* Activity
Go through the records, and copy each line in which the string "file" is present.

--- Exercise materials Enclosed Below ---

//! Decode, resize and blur a single image file.

use std::path::Path;

use image::{imageops::FilterType, DynamicImage, RgbImage};
use imageproc::filter::gaussian_blur_f32;

use crate::error::{Error, Result};

use super::{Image, RGB_CHANNELS};

/// Load an image from disk and turn it into an RGB array.
///
/// The image is:
/// 1. Decoded from the specified path
/// 2. Stretched to exactly `width` x `height` (aspect ratio is not kept)
/// 3. Smoothed with a Gaussian blur whose standard deviation is `blur_radius`
/// 4. Returned as an HWC array of shape `(height, width, 3)` with values in
///    the native [0, 255] range
///
/// A `blur_radius` of zero leaves the resized image untouched.
///
/// # Errors
///
/// Returns [`Error::Decode`] if the file cannot be read or decoded and
/// [`Error::NonFiniteValue`] if the result contains NaN or infinite values.
pub fn process<P: AsRef<Path>>(
    path: P,
    width: u32,
    height: u32,
    blur_radius: f32,
) -> Result<Image> {
    let path = path.as_ref();
    check_params(width, height, blur_radius)?;

    let img = image::open(path).map_err(|source| Error::Decode {
        path: path.to_path_buf(),
        source,
    })?;

    let array = filter_image(&img, width, height, blur_radius)?;
    check_finite(array, path)
}

/// Reject arrays holding NaN or infinite values.
fn check_finite(array: Image, path: &Path) -> Result<Image> {
    if array.iter().any(|v| !v.is_finite()) {
        return Err(Error::NonFiniteValue {
            path: path.to_path_buf(),
        });
    }

    Ok(array)
}

/// Reject dimensions and radii the filters cannot handle.
pub(super) fn check_params(width: u32, height: u32, blur_radius: f32) -> Result<()> {
    if width == 0 || height == 0 {
        return Err(Error::InvalidParameter {
            name: "size".to_string(),
            reason: format!("{width}x{height} must have positive width and height"),
        });
    }

    if !blur_radius.is_finite() || blur_radius < 0.0 {
        return Err(Error::InvalidParameter {
            name: "blur_radius".to_string(),
            reason: format!("{blur_radius} must be finite and non-negative"),
        });
    }

    Ok(())
}

fn filter_image(img: &DynamicImage, width: u32, height: u32, blur_radius: f32) -> Result<Image> {
    let resized = img.resize_exact(width, height, FilterType::CatmullRom).to_rgb8();

    // gaussian_blur_f32 panics on a zero sigma
    let blurred = if blur_radius > 0.0 {
        gaussian_blur_f32(&resized, blur_radius)
    } else {
        resized
    };

    rgb_to_array(blurred)
}

fn rgb_to_array(rgb: RgbImage) -> Result<Image> {
    let (width, height) = (rgb.width() as usize, rgb.height() as usize);

    // RgbImage stores rows of interleaved RGB, which is already HWC
    let array = ndarray::Array3::from_shape_vec((height, width, RGB_CHANNELS), rgb.into_raw())
        .map_err(|err| Error::ShapeMismatch {
            expected: format!("({height}, {width}, {RGB_CHANNELS})"),
            actual: err.to_string(),
        })?;

    Ok(array.mapv(f32::from))
}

--- End of Enclosed Exercise materials ---

* Written solution
//! Decode, resize and blur a single image file.
/// Returns [`Error::Decode`] if the file cannot be read or decoded and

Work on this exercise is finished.